His first customers were poor devils who came to have their shoes repaired. Alejandro accepted all jobs, no matter how humble, and from those jumbled patches he made luxurious slippers. Slowly but surely middle-class customers came, and finally, aristocratic ladies and gentlemen appeared, with an air of adventure. Alejandro had to recruit helpers. He chose them from the tenement, and that way they worked without having to leave their rooms. Anyone who had no job could participate in the making of entirely handmade shoes, sewn and glued, no nails used, and made from simple but noble materials. My grandfather swore he would never use one of those impersonal machines. Each pair of shoes had to be a task carried out with love and completely different from the others. A man has fingerprints that are exclusively his, unique in the Universe, and that’s the way his shoes should be, for him and for no one else. The money received—“How much do they cost?” “Whatever your good will determines.”—he divided equally among himself and his workers. He earned, despite working an astonishing number of hours each day creating new styles, no more than the lowliest of his helpers, the one who prepared the molds in cardboard. Ultimately he came to have more than a hundred partner-workers, laboring with faces smiling.

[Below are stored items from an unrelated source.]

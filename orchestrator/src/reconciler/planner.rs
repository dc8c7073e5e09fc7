//! Pure planning for one service reconcile pass.
//!
//! The planner looks at the service record, its owned pods, and the node
//! set, and emits the actions the executor should take. Keeping it free of
//! I/O makes convergence behavior testable against frozen inputs.

use chrono::{DateTime, Duration, Utc};
use stark_common::types::{Pod, PodStatus, Service, ServiceStatus};
use uuid::Uuid;

/// Rolling updates keep at most one surge pod and never dip below the
/// declared replica count.
const MAX_SURGE: usize = 1;

pub const BACKOFF_BASE_SECS: i64 = 60;

#[derive(Debug, Clone, PartialEq, Eq)]
pub enum Action {
    /// Patch the service to the newest registered pack version.
    FollowLatest { version: String, pack_id: Uuid },
    /// `pending` service has converged enough to be `active`.
    Activate,
    EnterRolling,
    ExitRolling,
    /// Create `count` replica pods; `pinned_node` carries DaemonSet
    /// placement as a (node id, node name) pair.
    CreatePods {
        count: usize,
        pinned_node: Option<(Uuid, String)>,
    },
    StopPod { pod_id: Uuid, reason: String },
    /// Crash loop with a known-good version: roll back and keep converging.
    Rollback {
        to_version: String,
        backoff_until: DateTime<Utc>,
        attempts: i32,
    },
    /// Crash loop with nowhere to roll back to: pause with backoff.
    EnterBackoff {
        until: DateTime<Utc>,
        attempts: i32,
        message: String,
    },
    /// Pods have been stably running; clear crash-loop bookkeeping.
    ClearFailures,
    /// Remember the running version as the rollback target.
    RecordGoodVersion { version: String },
    /// Deleted service with no pods left: drop the record.
    RemoveService,
}

pub struct PlanInput<'a> {
    pub service: &'a Service,
    /// Every owned pod, terminal ones included.
    pub pods: &'a [Pod],
    /// Nodes a DaemonSet pod could run on, as (id, name).
    pub eligible_nodes: &'a [(Uuid, String)],
    /// Highest registered semver for the service's pack, with its id.
    pub latest: Option<(&'a str, Uuid)>,
    pub now: DateTime<Utc>,
    /// Running this long clears the crash-loop counter.
    pub stable_running_secs: i64,
    pub backoff_max_secs: i64,
}

fn backoff_until(now: DateTime<Utc>, attempts: i32, max_secs: i64) -> DateTime<Utc> {
    let exp = BACKOFF_BASE_SECS.saturating_mul(1i64 << attempts.clamp(0, 30));
    now + Duration::seconds(exp.min(max_secs))
}

fn newer_than(candidate: &str, current: &str) -> bool {
    match (
        semver::Version::parse(candidate),
        semver::Version::parse(current),
    ) {
        (Ok(c), Ok(cur)) => c > cur,
        _ => false,
    }
}

/// The node a DaemonSet pod was pinned to at creation.
pub fn pinned_node_name(pod: &Pod) -> Option<&str> {
    pod.scheduling
        .node_selector
        .get(crate::registry::NODE_NAME_LABEL)
        .map(String::as_str)
}

pub fn plan(input: &PlanInput) -> Vec<Action> {
    let svc = input.service;
    let mut actions = Vec::new();

    let live: Vec<&Pod> = input
        .pods
        .iter()
        .filter(|p| !p.status.is_terminal())
        .collect();

    // Deleted services only ever shrink: stop everything, then vanish.
    if svc.status == ServiceStatus::Deleted {
        if live.is_empty() {
            return vec![Action::RemoveService];
        }
        return live
            .iter()
            .map(|p| Action::StopPod {
                pod_id: p.id,
                reason: "service deleted".into(),
            })
            .collect();
    }

    // Crash-loop decay: anything that has run stably long enough clears the
    // counter and becomes the rollback target.
    let stable_version = live
        .iter()
        .filter(|p| p.status == PodStatus::Running)
        .filter(|p| {
            p.started_at.is_some_and(|t| {
                input.now.signed_duration_since(t).num_seconds() >= input.stable_running_secs
            })
        })
        .map(|p| p.pack_version.clone())
        .next();
    if let Some(version) = &stable_version {
        if svc.failure_state.consecutive_failures > 0 || svc.failure_state.backoff_attempts > 0 {
            actions.push(Action::ClearFailures);
        }
        if svc.failure_state.last_good_version.as_deref() != Some(version) {
            actions.push(Action::RecordGoodVersion {
                version: version.clone(),
            });
        }
    }

    // Manual pause short-circuits everything. A backoff pause resumes once a
    // newer pack version supersedes the failed one.
    if svc.status == ServiceStatus::Paused {
        let superseded = match (
            &svc.failure_state.last_failed_version,
            input.latest,
        ) {
            (Some(failed), Some((latest, _))) => newer_than(latest, failed),
            _ => false,
        };
        if svc.failure_state.backoff_until.is_some() && superseded && svc.follow_latest {
            let (latest, pack_id) = input.latest.expect("checked above");
            return vec![
                Action::ClearFailures,
                Action::FollowLatest {
                    version: latest.to_string(),
                    pack_id,
                },
            ];
        }
        return actions;
    }

    // Follow-latest advances the declared version; the rolling machinery
    // picks the change up on the next pass.
    if svc.follow_latest
        && let Some((latest, pack_id)) = input.latest
        && newer_than(latest, &svc.pack_version)
    {
        actions.push(Action::FollowLatest {
            version: latest.to_string(),
            pack_id,
        });
        return actions;
    }

    // Crash-loop trip point.
    if svc.failure_state.consecutive_failures >= 3 {
        let attempts = svc.failure_state.backoff_attempts;
        let until = backoff_until(input.now, attempts, input.backoff_max_secs);
        match &svc.failure_state.last_good_version {
            Some(good) if *good != svc.pack_version => {
                actions.push(Action::Rollback {
                    to_version: good.clone(),
                    backoff_until: until,
                    attempts: attempts + 1,
                });
            }
            _ => {
                actions.push(Action::EnterBackoff {
                    until,
                    attempts: attempts + 1,
                    message: format!(
                        "crash loop on version {}: {} consecutive failures",
                        svc.pack_version, svc.failure_state.consecutive_failures
                    ),
                });
            }
        }
        return actions;
    }

    // Backoff window: do not grow pods of the still-failing version unless a
    // newer pack has been registered since.
    if let (Some(until), Some(failed)) = (
        svc.failure_state.backoff_until,
        svc.failure_state.last_failed_version.as_deref(),
    ) && until > input.now
        && svc.pack_version == failed
        && !input.latest.is_some_and(|(latest, _)| newer_than(latest, failed))
    {
        return actions;
    }

    if svc.replicas > 0 {
        plan_replicas(input, &live, &mut actions);
    } else {
        plan_daemonset(input, &live, &mut actions);
    }
    actions
}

Teresa, returning from each tour wearing more and more baroque turbans, more rings, bracelets, and necklaces, more mascara on her eyes, and with long, violet nails, would become furious: “This is stupid! There is something in your head that doesn’t work properly. That damned Rabbi must be the reason. How is it possible that you have an ever-growing number of clients, that a hundred people work for you, and yet you always earn the same amount, a pittance? Five years have gone by, and you still aren’t getting any richer. The rich people exploit you. It amuses them to pay you less than they would a beggar. They don’t see you as a saint but as a fool. It isn’t right! I have to wear out my fleas making them see the hopeless future for thousands of indigents so that between what you earn and what you give us we can live in a style barely different from misery. You still try to go on earning merit in the pitiless eyes of the Grand Villain. By wanting to be a just man you don’t enjoy life. You’ve sunk all of us in your mystical tomb. God only loves the dead! You have to return to reality!”
My grandfather would smile, kiss his wife on the forehead, and go back to his waking dream about how to improve his work. Now he was seeking the formula that would allow him to make shoes that would pray as people walked!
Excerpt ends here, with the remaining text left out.